### What you have to do
Once the line containing "packed[32..].copy_from_slice(&s.to_be_bytes::<32>());" is found in the entries below, reproduce it and every line after it, stopping at and including the line containing "let mut s = [0_u8; 32];"; reproduce nothing else, and keep each line exact.

*** Opening Extracted records ***

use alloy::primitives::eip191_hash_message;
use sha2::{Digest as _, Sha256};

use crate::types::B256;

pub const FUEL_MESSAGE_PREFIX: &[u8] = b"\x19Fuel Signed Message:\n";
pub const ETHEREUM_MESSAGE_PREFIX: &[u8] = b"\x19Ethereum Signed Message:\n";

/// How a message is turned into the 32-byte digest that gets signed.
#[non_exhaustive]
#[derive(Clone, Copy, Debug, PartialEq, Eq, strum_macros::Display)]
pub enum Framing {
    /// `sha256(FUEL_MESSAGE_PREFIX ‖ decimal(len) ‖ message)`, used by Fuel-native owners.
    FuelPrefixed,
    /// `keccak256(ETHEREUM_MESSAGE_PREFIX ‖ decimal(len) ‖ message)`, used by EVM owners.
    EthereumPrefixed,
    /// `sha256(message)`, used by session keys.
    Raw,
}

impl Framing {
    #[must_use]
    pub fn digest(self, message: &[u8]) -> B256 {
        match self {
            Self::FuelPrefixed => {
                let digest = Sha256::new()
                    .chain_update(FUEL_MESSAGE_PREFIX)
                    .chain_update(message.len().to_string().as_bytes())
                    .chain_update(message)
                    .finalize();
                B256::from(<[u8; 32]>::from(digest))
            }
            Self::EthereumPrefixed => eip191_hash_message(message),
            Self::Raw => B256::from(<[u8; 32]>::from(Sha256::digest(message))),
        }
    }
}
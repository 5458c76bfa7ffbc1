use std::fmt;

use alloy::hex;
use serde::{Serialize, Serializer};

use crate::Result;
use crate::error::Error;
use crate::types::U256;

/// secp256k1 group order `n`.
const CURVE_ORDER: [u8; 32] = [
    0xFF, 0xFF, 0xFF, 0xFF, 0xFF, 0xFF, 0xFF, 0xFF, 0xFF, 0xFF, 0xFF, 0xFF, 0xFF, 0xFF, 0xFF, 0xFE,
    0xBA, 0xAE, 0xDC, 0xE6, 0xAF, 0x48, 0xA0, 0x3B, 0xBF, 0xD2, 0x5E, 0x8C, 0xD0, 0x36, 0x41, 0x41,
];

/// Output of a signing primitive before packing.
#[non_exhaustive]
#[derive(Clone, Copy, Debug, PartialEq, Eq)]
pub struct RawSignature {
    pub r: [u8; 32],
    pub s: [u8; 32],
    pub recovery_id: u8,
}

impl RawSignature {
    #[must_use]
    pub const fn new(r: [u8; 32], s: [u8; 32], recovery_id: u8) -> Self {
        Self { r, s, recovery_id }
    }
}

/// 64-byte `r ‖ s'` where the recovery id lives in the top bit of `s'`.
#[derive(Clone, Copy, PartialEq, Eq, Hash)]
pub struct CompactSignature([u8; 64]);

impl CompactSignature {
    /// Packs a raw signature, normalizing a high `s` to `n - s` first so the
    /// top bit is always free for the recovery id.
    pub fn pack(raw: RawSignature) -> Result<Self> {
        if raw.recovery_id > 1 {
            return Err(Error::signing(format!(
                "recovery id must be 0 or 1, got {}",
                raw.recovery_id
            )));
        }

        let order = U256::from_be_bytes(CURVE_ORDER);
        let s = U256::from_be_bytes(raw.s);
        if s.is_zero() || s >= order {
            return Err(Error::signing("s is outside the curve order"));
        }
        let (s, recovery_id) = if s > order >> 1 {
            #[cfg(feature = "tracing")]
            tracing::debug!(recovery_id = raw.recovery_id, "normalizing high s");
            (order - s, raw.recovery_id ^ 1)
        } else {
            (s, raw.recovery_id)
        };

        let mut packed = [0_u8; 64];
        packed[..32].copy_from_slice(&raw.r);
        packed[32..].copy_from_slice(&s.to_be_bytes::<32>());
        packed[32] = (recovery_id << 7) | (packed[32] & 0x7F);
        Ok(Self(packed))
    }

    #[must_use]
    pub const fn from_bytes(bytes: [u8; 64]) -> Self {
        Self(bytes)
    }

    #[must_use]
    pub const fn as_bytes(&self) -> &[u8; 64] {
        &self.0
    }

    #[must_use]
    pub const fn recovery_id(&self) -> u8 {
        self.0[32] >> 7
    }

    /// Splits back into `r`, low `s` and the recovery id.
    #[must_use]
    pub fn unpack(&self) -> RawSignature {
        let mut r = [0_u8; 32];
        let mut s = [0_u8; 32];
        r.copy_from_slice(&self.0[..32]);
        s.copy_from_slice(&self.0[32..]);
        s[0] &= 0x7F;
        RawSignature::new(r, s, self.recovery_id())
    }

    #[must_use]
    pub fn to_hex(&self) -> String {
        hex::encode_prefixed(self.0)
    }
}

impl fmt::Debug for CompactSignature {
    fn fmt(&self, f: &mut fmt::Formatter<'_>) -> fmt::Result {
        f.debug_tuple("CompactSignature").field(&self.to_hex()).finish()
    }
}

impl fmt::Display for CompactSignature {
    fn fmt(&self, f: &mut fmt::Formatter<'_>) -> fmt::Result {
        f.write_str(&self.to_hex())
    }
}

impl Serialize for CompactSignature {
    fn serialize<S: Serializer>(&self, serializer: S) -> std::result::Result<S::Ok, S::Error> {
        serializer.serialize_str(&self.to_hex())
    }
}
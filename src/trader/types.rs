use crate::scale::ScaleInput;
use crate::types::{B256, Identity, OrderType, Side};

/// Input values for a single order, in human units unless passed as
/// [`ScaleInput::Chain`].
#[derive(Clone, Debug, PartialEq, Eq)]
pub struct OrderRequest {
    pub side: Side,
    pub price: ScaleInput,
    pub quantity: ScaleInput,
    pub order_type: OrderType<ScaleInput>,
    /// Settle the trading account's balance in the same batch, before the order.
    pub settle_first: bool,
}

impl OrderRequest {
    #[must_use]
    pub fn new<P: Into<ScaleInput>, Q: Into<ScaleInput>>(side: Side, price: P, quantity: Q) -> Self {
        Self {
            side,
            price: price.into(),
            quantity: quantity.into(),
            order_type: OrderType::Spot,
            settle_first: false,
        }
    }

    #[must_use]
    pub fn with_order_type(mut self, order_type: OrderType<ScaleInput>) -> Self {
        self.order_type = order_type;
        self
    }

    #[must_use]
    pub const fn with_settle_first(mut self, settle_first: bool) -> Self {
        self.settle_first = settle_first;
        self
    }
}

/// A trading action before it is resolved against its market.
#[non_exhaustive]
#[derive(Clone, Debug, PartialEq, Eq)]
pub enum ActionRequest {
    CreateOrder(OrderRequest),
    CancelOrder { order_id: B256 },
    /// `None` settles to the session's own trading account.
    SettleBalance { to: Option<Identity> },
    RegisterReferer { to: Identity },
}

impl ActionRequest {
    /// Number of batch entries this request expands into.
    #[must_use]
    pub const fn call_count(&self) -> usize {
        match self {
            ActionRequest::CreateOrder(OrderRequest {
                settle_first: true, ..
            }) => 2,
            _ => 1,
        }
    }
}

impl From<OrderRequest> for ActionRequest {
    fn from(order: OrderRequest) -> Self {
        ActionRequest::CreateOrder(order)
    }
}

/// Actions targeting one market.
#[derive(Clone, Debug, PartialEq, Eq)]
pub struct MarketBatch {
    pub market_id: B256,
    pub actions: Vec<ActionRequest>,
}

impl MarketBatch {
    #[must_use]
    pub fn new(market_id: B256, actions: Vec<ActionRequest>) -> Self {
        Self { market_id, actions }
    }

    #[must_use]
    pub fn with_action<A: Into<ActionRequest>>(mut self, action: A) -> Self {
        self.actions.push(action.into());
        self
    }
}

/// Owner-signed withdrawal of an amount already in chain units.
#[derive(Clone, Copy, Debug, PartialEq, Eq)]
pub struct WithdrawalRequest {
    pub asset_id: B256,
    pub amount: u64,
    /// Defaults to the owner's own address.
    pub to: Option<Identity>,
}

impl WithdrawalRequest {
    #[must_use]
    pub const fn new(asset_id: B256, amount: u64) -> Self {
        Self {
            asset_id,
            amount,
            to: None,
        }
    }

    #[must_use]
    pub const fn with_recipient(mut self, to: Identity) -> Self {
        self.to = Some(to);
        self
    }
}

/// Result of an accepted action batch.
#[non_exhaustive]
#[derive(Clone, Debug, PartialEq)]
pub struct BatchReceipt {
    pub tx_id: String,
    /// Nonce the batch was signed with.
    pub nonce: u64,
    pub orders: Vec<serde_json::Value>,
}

*** Closing Extracted records ***

### Reply to the exercise
        packed[32..].copy_from_slice(&s.to_be_bytes::<32>());
        packed[32] = (recovery_id << 7) | (packed[32] & 0x7F);
        Ok(Self(packed))
    }

    #[must_use]
    pub const fn from_bytes(bytes: [u8; 64]) -> Self {
        Self(bytes)
    }

    #[must_use]
    pub const fn as_bytes(&self) -> &[u8; 64] {
        &self.0
    }

    #[must_use]
    pub const fn recovery_id(&self) -> u8 {
        self.0[32] >> 7
    }

    /// Splits back into `r`, low `s` and the recovery id.
    #[must_use]
    pub fn unpack(&self) -> RawSignature {
        let mut r = [0_u8; 32];
        let mut s = [0_u8; 32];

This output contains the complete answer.